◆ WHAT TO WORK ON:
Where a line of the entries holds the string "home", copy that line.

◆ TASK INPUTS:
________________

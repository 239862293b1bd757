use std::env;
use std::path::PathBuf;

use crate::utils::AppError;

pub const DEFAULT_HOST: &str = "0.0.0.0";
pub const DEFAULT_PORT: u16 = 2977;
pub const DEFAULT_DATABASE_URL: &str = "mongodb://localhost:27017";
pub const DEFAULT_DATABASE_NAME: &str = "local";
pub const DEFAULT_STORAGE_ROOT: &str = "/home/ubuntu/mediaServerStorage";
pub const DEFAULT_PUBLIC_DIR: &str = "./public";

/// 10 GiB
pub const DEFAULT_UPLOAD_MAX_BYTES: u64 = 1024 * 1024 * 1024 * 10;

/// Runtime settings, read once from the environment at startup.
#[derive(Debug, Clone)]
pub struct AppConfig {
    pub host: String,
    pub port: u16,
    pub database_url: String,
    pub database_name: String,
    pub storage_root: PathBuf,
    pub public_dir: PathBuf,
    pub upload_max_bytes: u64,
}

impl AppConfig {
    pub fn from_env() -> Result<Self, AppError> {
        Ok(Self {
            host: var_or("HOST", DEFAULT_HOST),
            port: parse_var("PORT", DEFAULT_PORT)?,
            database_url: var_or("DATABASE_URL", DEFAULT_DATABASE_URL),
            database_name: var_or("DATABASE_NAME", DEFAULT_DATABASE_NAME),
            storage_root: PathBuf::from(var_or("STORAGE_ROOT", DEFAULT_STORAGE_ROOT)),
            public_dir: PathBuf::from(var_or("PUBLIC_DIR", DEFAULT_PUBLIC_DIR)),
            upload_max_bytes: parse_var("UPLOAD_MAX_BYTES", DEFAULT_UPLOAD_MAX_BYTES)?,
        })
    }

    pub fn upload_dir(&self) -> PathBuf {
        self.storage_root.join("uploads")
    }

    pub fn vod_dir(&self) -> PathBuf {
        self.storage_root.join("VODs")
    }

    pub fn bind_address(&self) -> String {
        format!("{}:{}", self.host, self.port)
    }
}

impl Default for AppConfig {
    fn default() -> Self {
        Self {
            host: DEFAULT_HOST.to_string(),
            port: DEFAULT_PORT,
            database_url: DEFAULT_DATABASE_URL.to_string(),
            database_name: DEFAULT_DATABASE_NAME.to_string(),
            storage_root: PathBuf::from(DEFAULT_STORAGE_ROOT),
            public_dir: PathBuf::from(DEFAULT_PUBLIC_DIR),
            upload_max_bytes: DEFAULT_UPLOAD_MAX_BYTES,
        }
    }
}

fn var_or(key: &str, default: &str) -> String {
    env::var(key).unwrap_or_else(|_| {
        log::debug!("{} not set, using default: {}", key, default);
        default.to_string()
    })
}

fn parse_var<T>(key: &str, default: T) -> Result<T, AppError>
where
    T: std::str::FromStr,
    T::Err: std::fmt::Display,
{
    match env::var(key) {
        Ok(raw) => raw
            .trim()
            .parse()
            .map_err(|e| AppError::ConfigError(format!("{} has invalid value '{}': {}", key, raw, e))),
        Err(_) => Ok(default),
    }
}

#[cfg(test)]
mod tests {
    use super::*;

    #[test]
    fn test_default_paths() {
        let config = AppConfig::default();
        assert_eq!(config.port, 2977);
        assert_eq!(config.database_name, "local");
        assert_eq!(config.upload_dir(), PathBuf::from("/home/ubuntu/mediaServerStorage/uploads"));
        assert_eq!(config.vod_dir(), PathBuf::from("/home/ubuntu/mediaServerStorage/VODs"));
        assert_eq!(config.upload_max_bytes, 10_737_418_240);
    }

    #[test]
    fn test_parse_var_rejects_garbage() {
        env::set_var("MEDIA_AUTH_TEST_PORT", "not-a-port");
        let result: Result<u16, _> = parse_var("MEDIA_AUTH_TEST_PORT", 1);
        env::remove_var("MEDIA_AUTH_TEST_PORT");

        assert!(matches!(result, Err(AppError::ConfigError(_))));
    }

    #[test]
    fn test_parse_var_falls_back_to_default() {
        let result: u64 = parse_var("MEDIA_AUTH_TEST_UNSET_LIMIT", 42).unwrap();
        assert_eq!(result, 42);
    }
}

________________

◆ REPLY TO THE EXERCISE:
pub const DEFAULT_STORAGE_ROOT: &str = "/home/ubuntu/mediaServerStorage";
        assert_eq!(config.upload_dir(), PathBuf::from("/home/ubuntu/mediaServerStorage/uploads"));
        assert_eq!(config.vod_dir(), PathBuf::from("/home/ubuntu/mediaServerStorage/VODs"));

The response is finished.